Barge Transportation And Agriculture Outlook
Recently returned from the Inland Marine Expo in Nashville, Tenn., Ken Eriksen, principal of Polaris Consulting and a senior leader and strategic adviser in commodities, supply chain, logistics and transportation, gave a presentation at the St. Louis Freightweek STL2025 event, which ran from June 2 through June 6.
Eriksen spoke on “The Evolving Landscape of Barge Transportation and Agriculture.” The event was moderated by Mary Lamie, executive vice president of multimodal enterprises and executive director of St. Louis Freightway.
Eriksen noted that his firm has been commissioned by Big River Coalition to conduct a study of the Mississippi River Ship Channel from Baton Rouge to the mouth, including the effects of draft restrictions and reduced freight capacities on freight rates as a component of the “basis” crop price for farmers.
While preliminary results of that study were released earlier this year, it won’t be ready until late summer.

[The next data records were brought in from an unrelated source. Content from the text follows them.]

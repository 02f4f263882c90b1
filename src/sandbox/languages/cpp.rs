//! C++ language profile

use crate::models::Language;

use super::LanguageProfile;

/// Get profile for C++
pub fn profile() -> LanguageProfile {
    LanguageProfile {
        language: Language::Cpp,
        source_file: "solution.cpp",
        compile_command: Some("g++ -O2 -o /workspace/solution /workspace/solution.cpp"),
        run_command: "/workspace/solution",
    }
}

Eriksen did share some insights on Mississippi River commerce, which he said averages $273 million a day in barge-loaded cargo—mostly grains, including soybeans, with some coal, steel and aggregate. Ninety-five percent of downbound grain movements to New Orleans arrive by barge, and there’s a “high correlation” with barge movement in St. Louis. About 1/7 of all center-Gulf grain and soybean cargo volumes move through St. Louis.
Asked about trends and outlooks for 2025, Eriksen acknowledged that the Trump administration’s trade war and frequent changes on tariff policies made data gathering challenging. Separately, the U.S. Trade Representative has also been proposing penalties on Chinese-built vessels, including a surcharge on all such vessels that visit U.S. ports, with exemptions for vessels of 80,000 dwt (dead weight tons) and smaller, although these have not been finalized and are still under debate.
Despite those tensions, Eriksen said, the 2025 marketing year may see the fifth largest grain and soybean export totals in history. Fertilizer movements on the rivers may be reduced, but “commodity associations are not resting,” he said. “Farmers are resilient!”
On the coal side, the Trump administration has been talking about reviving coal, although it’s unlikely that coal movements by barge will ever regain their former volume. There were 29 new barges added to the total in 2024, but with a slide downward on the number of open barges used for coal, sand and aggregate, Eriksen sees barge retirements looming over the next three to five years.
The tank barge fleet demand, on the other hand, is back at pre-pandemic levels. Steel prices remain high, and there are only two major barge-builders.
When Lamie asked about infrastructure investments, Eriksen pointed to the Inflation Reduction Act and the new 75-25 federal cost-share for locks and dams. There has also been a surge of private investment in the inland river system, Eriksen said, but grain storage build-out has stalled. This is at least partly due to the reluctance of some farmers to invest in new equipment due to higher costs. There has also been a build-out of crush plants to take advantage of low-carbon fuel standards and renewable diesel, which can be made from a variety of crops. Many of the new crush plants are within reach of the inland waterways of the United States. With livestock herds’ growth slow, he said, corn and soybean growers must look to export markets for soybean meal and to renewable fuels such as Sustainable Aviation Fuel (SAF).